It has tiny, stripped-down video recorder the size of a digital camera (but you hold it vertically). And that makes it easy to get that one shot on the spot
Understand the appeal if this machine is simplicity
The screen is tiny (1.5 inches) and doesn’t swing out for self-portraits. You can’t snap still photos. There are no tapes or discs, so you must offload the videos to a computer when the memory is full (30 or 60 minutes of footage, depending on whether you can buy the $150 or $225 model). There are no menus, no settings, no video light, no optical viewfinder, no special effects, no headphone jack, no high definition, no lens cap, no memory card. And there’s no optical zoom — only a 2X digital zoom that blows up and degrades the picture. Ouch.
Instead, the Flip has been reduced to the purest essence of video capture. You turn it on, and it’s ready to start filming in two seconds. You press the red button once to record (press hard — it’s a little balky) and once to stop. You press Play to review the video, and the Trash button to delete a clip.

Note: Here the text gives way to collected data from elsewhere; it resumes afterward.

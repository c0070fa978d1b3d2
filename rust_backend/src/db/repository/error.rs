//! Error types for repository operations.

/// Result type for repository operations
pub type RepositoryResult<T> = Result<T, RepositoryError>;

/// Error type for repository operations
#[derive(Debug, thiserror::Error)]
pub enum RepositoryError {
    #[error("Not found: {0}")]
    NotFound(String),

    #[error("I/O error: {0}")]
    IoError(String),

    #[error("Serialization error: {0}")]
    SerializationError(String),

    #[error("Configuration error: {0}")]
    ConfigurationError(String),

    #[error("Internal error: {0}")]
    InternalError(String),
}

impl From<String> for RepositoryError {
    fn from(s: String) -> Self {
        RepositoryError::InternalError(s)
    }
}

impl From<&str> for RepositoryError {
    fn from(s: &str) -> Self {
        RepositoryError::InternalError(s.to_string())
    }
}

impl From<serde_json::Error> for RepositoryError {
    fn from(e: serde_json::Error) -> Self {
        RepositoryError::SerializationError(e.to_string())
    }
}

/// Map a poisoned lock into an internal error.
pub(crate) fn poisoned<T>(_: std::sync::PoisonError<T>) -> RepositoryError {
    RepositoryError::InternalError("repository lock poisoned".to_string())
}
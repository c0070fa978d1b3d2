//! Artifact store implementations.
//!
//! - `local`: in-memory store for unit tests and throwaway runs
//! - `json_dir`: one JSON file per artifact in an output directory

#[cfg(feature = "json-repo")]
pub mod json_dir;
pub mod local;

#[cfg(feature = "json-repo")]
pub use json_dir::JsonDirRepository;
pub use local::LocalRepository;
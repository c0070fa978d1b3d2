//! Scratch-directory resolution.
//!
//! Per-variant SNANA outputs live under `<scratch>/<VERSION>/`. The scratch
//! directory is either configured explicitly or discovered by running
//! `<program> GETINFO <VERSION>` and taking the parent of the reported
//! `SNDATA_PATH:`. All variants of a collection share one scratch directory,
//! so the answer is memoised per collection.

use log::{debug, error, warn};
use std::collections::HashMap;
use std::path::{Path, PathBuf};
use std::process::Stdio;
use tokio::process::Command;
use tokio::sync::Mutex;
use tokio::time::timeout;

use crate::db::repo_config::ScratchSettings;
use crate::error::{SummaryError, SummaryResult};

const SNDATA_PATH_TAG: &str = "SNDATA_PATH:";

pub struct ScratchResolver {
    settings: ScratchSettings,
    explicit: Option<PathBuf>,
    // Held across the external call so concurrent readers of one collection
    // run the tool once.
    cache: Mutex<HashMap<String, PathBuf>>,
}

impl ScratchResolver {
    pub fn new(settings: ScratchSettings, explicit: Option<PathBuf>) -> Self {
        Self {
            settings,
            explicit,
            cache: Mutex::new(HashMap::new()),
        }
    }

    /// Scratch directory of `collection`, using `version` for the lookup if
    /// the tool has to be run.
    pub async fn resolve(&self, collection: &str, version: &str) -> SummaryResult<PathBuf> {
        let mut cache = self.cache.lock().await;
        if let Some(dir) = cache.get(collection) {
            return Ok(dir.clone());
        }

        let dir = match &self.explicit {
            Some(dir) => dir.clone(),
            None => self.locate(version).await?,
        };
        debug!("Scratch directory for {} is {}", collection, dir.display());
        cache.insert(collection.to_string(), dir.clone());
        Ok(dir)
    }

    async fn locate(&self, version: &str) -> SummaryResult<PathBuf> {
        let program = &self.settings.program;
        debug!("Running {} GETINFO {} to find SNANA data dir", program, version);

        for attempt in 1..=self.settings.retries {
            let mut command = Command::new(program);
            command
                .arg("GETINFO")
                .arg(version)
                .stdin(Stdio::null())
                .stdout(Stdio::piped())
                .stderr(Stdio::piped())
                .kill_on_drop(true);
            let run = command.output();

            let output = match timeout(self.settings.timeout(), run).await {
                Err(_) => {
                    warn!(
                        "{} run timed out (attempt {}/{}), trying again",
                        program, attempt, self.settings.retries
                    );
                    continue;
                }
                Ok(Err(e)) => {
                    return Err(SummaryError::ScratchDir(format!(
                        "Failed to run {}: {}",
                        program, e
                    )))
                }
                Ok(Ok(output)) => output,
            };

            if !output.stderr.is_empty() {
                return Err(SummaryError::ScratchDir(format!(
                    "Failed to run {}: {}",
                    program,
                    String::from_utf8_lossy(&output.stderr).trim()
                )));
            }

            let stdout = String::from_utf8_lossy(&output.stdout);
            return parse_sndata_path(&stdout).ok_or_else(|| {
                SummaryError::ScratchDir(format!(
                    "{} GETINFO {} reported no {} line",
                    program, version, SNDATA_PATH_TAG
                ))
            });
        }

        error!("{} run timed out repeatedly, giving up", program);
        Err(SummaryError::ScratchDir(format!(
            "{} timed out {} times",
            program, self.settings.retries
        )))
    }
}

/// Parent of the first `SNDATA_PATH:` entry in `GETINFO` output.
pub fn parse_sndata_path(stdout: &str) -> Option<PathBuf> {
    stdout
        .lines()
        .find_map(|line| line.strip_prefix(SNDATA_PATH_TAG))
        .and_then(|rest| rest.split_whitespace().next())
        .and_then(|path| Path::new(path).parent())
        .map(Path::to_path_buf)
}
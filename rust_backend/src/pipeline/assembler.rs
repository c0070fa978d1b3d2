//! Collection assembly.
//!
//! [`CollectionAssembler::read_files`] turns one SNANA campaign output
//! directory into a [`Collection`]:
//!
//! 1. parse the campaign document, instrument file and file map;
//! 2. check the tier axes and map every `(area, texpose, zSNRMATCH)` cell to
//!    its variant;
//! 3. resolve the scratch directory once for the collection;
//! 4. build every variant on the blocking pool, dropping the ones that fail;
//! 5. join the cosmology fit summary;
//! 6. persist and register the result.

use anyhow::Context;
use log::{debug, error, info};
use once_cell::sync::Lazy;
use regex::Regex;
use std::collections::BTreeMap;
use std::panic::{catch_unwind, AssertUnwindSafe};
use std::path::{Path, PathBuf};
use std::sync::Arc;
use tokio::sync::Semaphore;
use tokio::task::JoinSet;

use super::registry::CollectionRegistry;
use super::scratch::ScratchResolver;
use crate::core::domain::{Collection, SurveyVariant, Tier, TierCandidateIds};
use crate::db::repo_config::SummaryConfig;
use crate::db::repository::ArtifactRepository;
use crate::db::{services, RepositoryFactory};
use crate::error::{SummaryError, SummaryResult};
use crate::parsing::config_parser::{
    locate_fit_summary, read_campaign, short_survey_name, validate_filemap, validate_tier_axes,
    CampaignConfig,
};
use crate::parsing::filemap::VariantIndex;
use crate::parsing::readme::read_gentype_map;
use crate::parsing::simlib_doc::read_simlib_doc;
use crate::services::cosmology::FitSummary;
use crate::services::spectra;
use crate::services::zhist::ZHistogramBuilder;

static OUTPUT_DIR_RE: Lazy<Regex> =
    Lazy::new(|| Regex::new(r"^output_?(.*)$").expect("output dir pattern compiles"));

/// Flags of one [`CollectionAssembler::read_files`] call.
#[derive(Debug, Clone, Copy, PartialEq, Eq)]
pub struct ReadOptions {
    /// Ignore cached artifacts and rebuild from the SNANA outputs.
    pub regen: bool,
    /// Persist the rebuilt collection.
    pub savecache: bool,
    /// Replace a collection already in the registry.
    pub clobber: bool,
}

impl Default for ReadOptions {
    fn default() -> Self {
        Self {
            regen: false,
            savecache: true,
            clobber: false,
        }
    }
}

/// One cell of the design space, resolved through the file map.
#[derive(Debug, Clone)]
struct VariantJob {
    index: VariantIndex,
    name: String,
    version: String,
    simlib: PathBuf,
}

/// Inputs shared read-only by every variant task.
struct VariantContext {
    tiers: Vec<Tier>,
    prescales: BTreeMap<String, f64>,
    zhist: ZHistogramBuilder,
    scratch: PathBuf,
}

/// A successfully built variant.
#[derive(Debug, Clone)]
pub struct BuiltVariant {
    pub name: String,
    pub variant: SurveyVariant,
    pub candidate_ids: TierCandidateIds,
}

/// Result of one variant task.
#[derive(Debug)]
pub enum VariantOutcome {
    Built(Box<BuiltVariant>),
    Failed { name: String, error: anyhow::Error },
}

pub struct CollectionAssembler {
    repo: Arc<dyn ArtifactRepository>,
    registry: CollectionRegistry,
    scratch: ScratchResolver,
    zhist: ZHistogramBuilder,
    max_parallel: usize,
}

impl CollectionAssembler {
    pub fn new(config: &SummaryConfig, repo: Arc<dyn ArtifactRepository>) -> Self {
        Self {
            repo,
            registry: CollectionRegistry::new(),
            scratch: ScratchResolver::new(
                config.scratch.clone(),
                config.pipeline.snana_simdir.clone(),
            ),
            zhist: ZHistogramBuilder::new(config.pipeline.snrmax_cut),
            max_parallel: config.pipeline.max_parallel.max(1),
        }
    }

    /// Build an assembler with the store named in `config`.
    pub fn from_config(config: &SummaryConfig) -> SummaryResult<Self> {
        let repo = RepositoryFactory::create(config)?;
        Ok(Self::new(config, repo))
    }

    pub fn registry(&self) -> &CollectionRegistry {
        &self.registry
    }

    pub fn repository(&self) -> &Arc<dyn ArtifactRepository> {
        &self.repo
    }

    /// Read one collection from its SNANA output directory.
    ///
    /// # Arguments
    /// * `collection` - Name the collection is registered and stored under
    /// * `snana_outdir` - Directory holding `INP*`, the file map and `OUTPUT3*`
    /// * `options` - Cache and registry flags
    ///
    /// # Returns
    /// * `Ok(Arc<Collection>)` - The registered collection
    /// * `Err(SummaryError)` - Any collection-level failure; nothing is stored
    pub async fn read_files(
        &self,
        collection: &str,
        snana_outdir: &Path,
        options: ReadOptions,
    ) -> SummaryResult<Arc<Collection>> {
        self.registry.ensure_vacant(collection, options.clobber)?;

        if !options.regen {
            if let Some(cached) = services::load_collection(self.repo.as_ref(), collection).await? {
                info!("Loaded collection {} from cache", collection);
                return self.registry.insert(cached, options.clobber);
            }
        }

        let dir = std::fs::canonicalize(snana_outdir).map_err(|e| SummaryError::io(snana_outdir, e))?;
        info!("Reading collection {} from {}", collection, dir.display());
        let assembled = self.assemble(collection, &dir).await?;

        // The name is claimed before anything is written; a concurrent read
        // of the same name stops at the registry.
        let (registered, previous) = self.registry.swap_in(assembled, options.clobber)?;
        if options.savecache {
            if let Err(e) = services::store_collection(self.repo.as_ref(), &registered).await {
                self.registry.roll_back(&registered, previous)?;
                return Err(e);
            }
        }
        info!(
            "Collection {} ready with {} survey variants",
            collection,
            registered.surveys.len()
        );
        Ok(registered)
    }

    /// Read every `output*` directory under `searchdir`, naming each
    /// collection after the part following `output_`.
    ///
    /// # Returns
    /// The collection names read, in directory-name order.
    pub async fn process_searchdir(
        &self,
        searchdir: &Path,
        options: ReadOptions,
    ) -> SummaryResult<Vec<String>> {
        info!("Looking for collections in {}", searchdir.display());
        let mut dirs = Vec::new();
        for entry in std::fs::read_dir(searchdir).map_err(|e| SummaryError::io(searchdir, e))? {
            let entry = entry.map_err(|e| SummaryError::io(searchdir, e))?;
            let file_name = entry.file_name().to_string_lossy().into_owned();
            if file_name.starts_with("output") && entry.path().is_dir() {
                dirs.push((file_name, entry.path()));
            }
        }
        dirs.sort();

        let mut names = Vec::with_capacity(dirs.len());
        for (dir_name, path) in dirs {
            let name = collection_name(&dir_name)?;
            info!("Working on collection {}", name);
            self.read_files(&name, &path, options).await?;
            names.push(name);
        }
        info!("All done with collections in {}", searchdir.display());
        Ok(names)
    }

    async fn assemble(&self, collection: &str, dir: &Path) -> SummaryResult<Collection> {
        let config = read_campaign(dir)?;
        let jobs = plan_variants(collection, dir, &config)?;

        let scratch = match jobs.first() {
            Some(job) => self.scratch.resolve(collection, &job.version).await?,
            None => PathBuf::new(),
        };

        let context = Arc::new(VariantContext {
            tiers: config.tiers.clone(),
            prescales: config.analysisinfo.prescales.clone(),
            zhist: self.zhist,
            scratch,
        });
        let outcomes = self.run_variants(context, jobs).await?;

        let mut surveys = BTreeMap::new();
        let mut spectiercids = BTreeMap::new();
        for outcome in outcomes {
            match outcome {
                VariantOutcome::Built(built) => {
                    let BuiltVariant {
                        name,
                        variant,
                        candidate_ids,
                    } = *built;
                    spectiercids.insert(name.clone(), candidate_ids);
                    surveys.insert(name, variant);
                }
                VariantOutcome::Failed { name, error } => {
                    error!("Failed to get survey info for {}: {:#}", name, error);
                }
            }
        }

        let fit_path = locate_fit_summary(dir)?;
        debug!("Reading {}", fit_path.display());
        let fit = FitSummary::read(&fit_path)?;
        fit.join(config.analysisinfo.muopt.len(), &mut surveys)?;

        Ok(Collection {
            name: collection.to_string(),
            surveyinfo: config.surveyinfo,
            instrinfo: config.instrinfo,
            analysisinfo: config.analysisinfo,
            tiers: config.tiers,
            surveys,
            spectiercids,
        })
    }

    /// Run every job on the blocking pool, at most `max_parallel` at once.
    /// Outcomes come back in design-space order.
    async fn run_variants(
        &self,
        context: Arc<VariantContext>,
        jobs: Vec<VariantJob>,
    ) -> SummaryResult<Vec<VariantOutcome>> {
        let permits = Arc::new(Semaphore::new(self.max_parallel));
        let mut set = JoinSet::new();

        for (slot, job) in jobs.into_iter().enumerate() {
            let permit = Arc::clone(&permits)
                .acquire_owned()
                .await
                .map_err(|e| SummaryError::Consistency(format!("variant pool closed: {}", e)))?;
            let context = Arc::clone(&context);
            set.spawn_blocking(move || {
                let _permit = permit;
                (slot, run_variant(&context, job))
            });
        }

        let mut outcomes = Vec::with_capacity(set.len());
        while let Some(joined) = set.join_next().await {
            match joined {
                Ok(pair) => outcomes.push(pair),
                Err(e) => outcomes.push((
                    usize::MAX,
                    VariantOutcome::Failed {
                        name: "<unknown>".to_string(),
                        error: anyhow::anyhow!("variant task did not complete: {}", e),
                    },
                )),
            }
        }
        outcomes.sort_by_key(|(slot, _)| *slot);
        Ok(outcomes.into_iter().map(|(_, outcome)| outcome).collect())
    }
}

/// Collection name of an `output*` directory.
pub fn collection_name(dir_name: &str) -> SummaryResult<String> {
    OUTPUT_DIR_RE
        .captures(dir_name)
        .and_then(|c| c.get(1))
        .map(|m| m.as_str().to_string())
        .filter(|name| !name.is_empty())
        .ok_or_else(|| {
            SummaryError::Config(format!("Failed to parse {} for output_?(.*)", dir_name))
        })
}

/// Map every design-space cell to its file-map row.
fn plan_variants(
    collection: &str,
    dir: &Path,
    config: &CampaignConfig,
) -> SummaryResult<Vec<VariantJob>> {
    let axes = validate_tier_axes(&config.tiers)?;
    validate_filemap(&config.filemap, axes)?;

    let mut jobs = Vec::with_capacity(axes.len());
    let mut seen: BTreeMap<String, VariantIndex> = BTreeMap::new();
    for area in 0..axes.n_area {
        for texpose in 0..axes.n_texpose {
            for zsnrmatch in 0..axes.n_zsnrmatch {
                let index = VariantIndex {
                    area,
                    texpose,
                    zsnrmatch,
                };
                let entry = config.filemap.lookup(index)?;
                let name = short_survey_name(collection, &entry.version);
                if let Some(other) = seen.insert(name.clone(), index) {
                    return Err(SummaryError::Consistency(format!(
                        "survey {} is mapped from both {} and {}",
                        name, other, index
                    )));
                }
                jobs.push(VariantJob {
                    index,
                    name,
                    version: entry.version.clone(),
                    simlib: config.filemap.simlib_path(entry, dir),
                });
            }
        }
    }
    Ok(jobs)
}

fn run_variant(context: &VariantContext, job: VariantJob) -> VariantOutcome {
    let name = job.name.clone();
    match catch_unwind(AssertUnwindSafe(|| build_variant(context, job))) {
        Ok(Ok(built)) => VariantOutcome::Built(Box::new(built)),
        Ok(Err(error)) => VariantOutcome::Failed { name, error },
        Err(_) => VariantOutcome::Failed {
            error: anyhow::anyhow!("panicked while building {}", name),
            name,
        },
    }
}

/// Everything one variant contributes: SIMLIB tiers, z histograms and
/// (when present) spectral histograms.
fn build_variant(context: &VariantContext, job: VariantJob) -> anyhow::Result<BuiltVariant> {
    debug!(
        "Processing {} {} ({})",
        job.index,
        job.version,
        job.simlib.display()
    );

    let tiers = read_simlib_doc(&job.simlib, &context.tiers)
        .with_context(|| format!("reading SIMLIB documentation of {}", job.version))?;

    let datadir = context.scratch.join(&job.version);
    let data_file = |ext: &str| datadir.join(format!("{}.{}", job.version, ext));

    let gentypemap = read_gentype_map(&data_file("README"))
        .with_context(|| format!("reading generator types of {}", job.version))?;
    let zhists = context
        .zhist
        .build_from_file(&data_file("DUMP"), &gentypemap, &context.prescales)
        .with_context(|| format!("histogramming dump of {}", job.version))?;
    let spectral = spectra::build_from_file(&data_file("SPEC"), &context.tiers)
        .with_context(|| format!("histogramming spectra of {}", job.version))?;

    Ok(BuiltVariant {
        name: job.name,
        variant: SurveyVariant {
            tiers,
            gentypemap,
            zhists,
            long_survey_version: job.version,
            spechists: Some(spectral.bundle),
            muopt: Vec::new(),
        },
        candidate_ids: spectral.candidate_ids,
    })
}

#[cfg(test)]
mod tests {
    use super::*;

    #[test]
    fn test_collection_name() {
        assert_eq!(collection_name("output_1TIER").unwrap(), "1TIER");
        assert_eq!(collection_name("outputDEEP_ONLY").unwrap(), "DEEP_ONLY");
        assert!(collection_name("output").is_err());
        assert!(collection_name("output_").is_err());
        assert!(collection_name("results").is_err());
    }

    #[test]
    fn test_read_options_default() {
        let options = ReadOptions::default();
        assert!(!options.regen);
        assert!(options.savecache);
        assert!(!options.clobber);
    }
}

But come on — 13 percent of the camcorder market? This limited little thing? What’s going on here? Having finally lived with the Flip, I finally know the answer: it’s a blast. It’s always ready, always with you, always trustworthy. Instead of crippling this „camcorder,“ the simplicity elevates it. Comparisons with a real camcorder are nonsensical, because the Flip is something else altogether: it’s the video equivalent of a Kodak point-and-shoot camera. It’s the very definition of „less is more.“
But come on — 13 percent of the camcorder market? This limited little thing? What’s going on here? Having finally lived with the Flip, I finally know the answer: it’s a blast
The video and audio quality is surprisingly good — not as sharp as a tape camcorder or even digital still cameras, but far superior to cellphone video. It has TV resolution (640 by 480 pixels, 30 frames per second), with softer images than you’d get with a real camcorder.
The Flips low-light abilities trumps even the 1000 camcorders.
a U.S.B. jack pops out at 90 degrees to the camera body.